The intended audience of the "About Trinity" section on the Trinity College Web site seems obvious: students and parents who are considering the prospect of coming to our school. Consider the last sentence on that page, which states, "The accomplishments of Trinity College students, faculty and alumni continue to demonstrate the relevance - indeed, the necessity - of an excellent liberal arts education." They do not say, "The accomplishments of your peers, teachers and people who graduated from here before you.". Where is the "About You" section? Whom or what do I consult to figure out what this education intends to do for me?
What bothers me is that the "About Trinity" section seems to assume that Trinity students will inherently know why "an excellent liberal arts education" is a "necessity." I often hear people tell me that a liberal arts education is important because "A liberal arts education teaches you how to 'think.'" This sounds nice, but I am afraid I have no idea what that means. I am still not sure "how" these classes are really trying to make me "think."

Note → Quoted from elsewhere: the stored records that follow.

//! Canonical search request construction.
//!
//! Pure projection of [`SearchState`]: same state always yields a
//! structurally identical payload. Filters that carry no constraint are
//! dropped here, not at the call sites.

use std::collections::BTreeMap;

use serde::Serialize;

use crate::model::{FilterValue, SearchState};

/// Body of `POST /api/search`.
#[derive(Debug, Clone, PartialEq, Serialize)]
pub struct RequestPayload {
    pub query: String,
    pub collection_type: String,
    pub schema_type: String,
    pub page: u32,
    pub per_page: u32,
    pub filters: BTreeMap<String, FilterValue>,
}

/// Build the canonical request for the current state.
pub fn build_search_request(state: &SearchState, per_page: u32) -> RequestPayload {
    RequestPayload {
        query: state.query_text(),
        collection_type: state.category().as_str().to_string(),
        schema_type: state.category().schema_type().to_string(),
        page: state.page(),
        per_page,
        filters: pruned_filters(state.filters()),
    }
}

/// Drop empty filter values; inside a range, min and max are each
/// independently droppable.
fn pruned_filters(filters: &BTreeMap<String, FilterValue>) -> BTreeMap<String, FilterValue> {
    filters
        .iter()
        .filter(|(_, value)| !value.is_empty())
        .map(|(key, value)| {
            let value = match value {
                FilterValue::Range { min, max } => FilterValue::Range {
                    min: min.clone().filter(|s| !s.is_empty()),
                    max: max.clone().filter(|s| !s.is_empty()),
                },
                FilterValue::Many(items) => {
                    FilterValue::Many(items.iter().filter(|s| !s.is_empty()).cloned().collect())
                }
                other => other.clone(),
            };
            (key.clone(), value)
        })
        .collect()
}

#[cfg(test)]
mod tests {
    use super::*;
    use crate::model::{Category, SearchState};

    #[test]
    fn empty_terms_yield_empty_query() {
        let state = SearchState::default();
        let payload = build_search_request(&state, 10);
        assert_eq!(payload.query, "");
    }

    #[test]
    fn single_term_clinical_study_payload() {
        let mut state = SearchState::new(Category::ClinicalStudy);
        state.add_term("cancer");
        let payload = build_search_request(&state, 10);

        assert_eq!(payload.query, "cancer");
        assert_eq!(payload.collection_type, "clinical_study");
        assert_eq!(payload.schema_type, "clinical_study_custom");
        assert_eq!(payload.page, 1);
        assert_eq!(payload.per_page, 10);
        assert!(payload.filters.is_empty());
    }

    #[test]
    fn terms_join_with_or() {
        let mut state = SearchState::default();
        state.add_term("cancer");
        state.add_term("melanoma");
        let payload = build_search_request(&state, 10);
        assert_eq!(payload.query, "cancer OR melanoma");
    }

    #[test]
    fn empty_filters_are_dropped() {
        let mut state = SearchState::default();
        state.set_filter("phase", FilterValue::Text(String::new()));
        state.set_filter("status", FilterValue::Many(vec![]));
        state.set_filter("drug", FilterValue::Text("aspirin".into()));
        let payload = build_search_request(&state, 10);

        assert!(!payload.filters.contains_key("phase"));
        assert!(!payload.filters.contains_key("status"));
        assert_eq!(
            payload.filters.get("drug"),
            Some(&FilterValue::Text("aspirin".into()))
        );
    }

    #[test]
    fn range_bounds_are_independently_droppable() {
        let mut state = SearchState::default();
        state.set_filter(
            "duration",
            FilterValue::Range {
                min: Some(String::new()),
                max: Some("90".into()),
            },
        );
        let payload = build_search_request(&state, 10);
        assert_eq!(
            payload.filters.get("duration"),
            Some(&FilterValue::Range {
                min: None,
                max: Some("90".into()),
            })
        );

        state.set_filter(
            "duration",
            FilterValue::Range {
                min: Some(String::new()),
                max: None,
            },
        );
        let payload = build_search_request(&state, 10);
        assert!(!payload.filters.contains_key("duration"));
    }

    #[test]
    fn payload_is_deterministic() {
        let mut state = SearchState::default();
        state.add_term("cancer");
        state.set_filter("status", FilterValue::Many(vec!["active".into()]));
        let a = build_search_request(&state, 10);
        let b = build_search_request(&state, 10);
        assert_eq!(a, b);
        assert_eq!(
            serde_json::to_string(&a).unwrap(),
            serde_json::to_string(&b).unwrap()
        );
    }
}
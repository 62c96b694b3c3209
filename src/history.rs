//! Saved searches.

use std::sync::Arc;

use serde_json::json;
use tracing::{info, warn};

use crate::config::ClientConfig;
use crate::controller::Completion;
use crate::model::SearchState;
use crate::tokens::TokenStore;
use crate::transport::{ApiTransport, routes};
use crate::view::StatusView;

pub struct SavedSearches<T: ApiTransport, V: StatusView> {
    transport: Arc<T>,
    tokens: Arc<TokenStore<T>>,
    view: Arc<V>,
    login_path: String,
    current_path: String,
}

impl<T: ApiTransport, V: StatusView> SavedSearches<T, V> {
    pub fn new(transport: Arc<T>, tokens: Arc<TokenStore<T>>, view: Arc<V>, cfg: &ClientConfig) -> Self {
        Self {
            transport,
            tokens,
            view,
            login_path: cfg.login_path.clone(),
            current_path: cfg.current_path.clone(),
        }
    }

    fn login_redirect(&self) -> String {
        format!(
            "{}?next={}",
            self.login_path,
            urlencoding::encode(&self.current_path)
        )
    }

    /// Persist the current search to the user's history. Auth-gated.
    pub async fn save_current(&self, state: &SearchState, results_count: usize) -> Completion {
        if !self.tokens.is_authenticated() {
            self.view.redirect(&self.login_redirect());
            return Completion::Redirected;
        }

        let body = json!({
            "query": state.query_text(),
            "category": state.category().as_str(),
            "results_count": results_count,
            "is_saved": true,
        });

        let resp = match self
            .transport
            .post(routes::SEARCH_HISTORY, &body, &self.tokens.headers())
            .await
        {
            Ok(resp) => resp,
            Err(e) => {
                warn!("save search failed: {e}");
                self.view
                    .show_error("Failed to save search. Please try again.");
                return Completion::Failed;
            }
        };

        if resp.status == 401 {
            info!("save search: authentication required, redirecting");
            self.view.redirect(&self.login_redirect());
            return Completion::Redirected;
        }

        if !resp.is_success() {
            warn!(status = resp.status, "save search: non-OK status");
            self.view
                .show_error("Failed to save search. Please try again.");
            return Completion::Failed;
        }

        let saved = resp
            .json::<serde_json::Value>()
            .ok()
            .and_then(|v| v.get("success").and_then(|s| s.as_bool()))
            .unwrap_or(false);
        if saved {
            self.view.notify_success("Search saved successfully!");
            Completion::Completed
        } else {
            self.view
                .show_error("Failed to save search. Please try again.");
            Completion::Failed
        }
    }
}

Many of the humanities departments at Trinity (i.e., the non-science/mathematics majors, not just the departments whose courses satisfy the "humanities" requirement) tell us they will teach us to think "critically." The word "critically" implies the ability or tendency to point out errors and flaws. I may not devote sufficient attention to the lectures I have heard in humanities courses, but it simply does not seem true that my humanities professors are trying to make me think "critically" about what they want me to learn.
Consider philosophy, a field of study that seems "humanities" in the truest sense. I doubt that a philosophy professor will assign an essay in which students have to point out the errors or flaws of Theodor W. Adorno's Minima Moralia or Heidegger's Being and Time. Of course, this is okay, because understanding these texts is hard enough, so professors should not expect their undergraduate students to point out flaws in the authors' reasoning. It seems like a more honest answer to my question, "What are you trying to teach me to think about" is: "I am trying to teach you how to understand the thoughts of other people."
The science departments espouse a similar "critical thinking" mission. The final paragraph of the "Overview" section of the Physics department reads, "like other fields of study in the liberal arts, a physics education teaches critical thinking that can be used in virtually any situation." I was under the impression that the thrust of a physics class is to understand physics, not criticize what it has to say.
When I am in a mathematics course, I find myself desperately trying to understand the course's content. I would never dream of criticizing calculus. Thankfully, my professor never asked me to point out the flaws in the methods that mathematicians use to approximate definite integrals. My philosophy professors and my mathematics professors taught me how to understand the course's content, not how to critique it.
Once again, this makes perfect sense. Undergraduates do not have the level of education required to criticize the thoughts of people like Newton, Kant, Jacques Barzun, Georges Cantor, James Joyce, Karl Marx, Julius Axelrod, or Niels Bohr. Any attempt made by undergraduates to criticize the thoughts of these thinkers (yes, I do hear attempts from time to time) sounds unpleasantly contrived and precocious.
The reason for this seems clear: in order to effectively criticize anything, we have to make sure that we actually understand what we seek to critique. I may be alone in thinking this, but it seems like the real reason this "liberal arts education" is a "necessity" is that we are learning how to understand.
The common adage, "Everyone is a critic" seems true enough to me. Criticizing is easy. Understanding, however, is tough and requires rigorous training; we undergo this "rigorous training" everyday in class. If all we know how to do is think "critically" we will fall into the trap of thinking that everyone but us is wrong.
David Foster Wallace delivered a speech at Kenyon College (a school whose "About" section might as well be Trinity's with "Kenyon" inserted every time the name "Trinity" appears) in which he explains what's liberating about the liberal arts: "The really important kind of freedom involves attention, and awareness, and discipline, and effort, and being able to truly care about other people and to sacrifice for them, over and over [.]. The alternative is unconsciousness, the default setting, the 'rat race' - the constant gnawing sense of having had and lost some infinite thing." A liberal arts education should liberate us by teaching us how to understand what other people have to say, not how to criticize them and make ourselves the center and guarantor of all that is "right."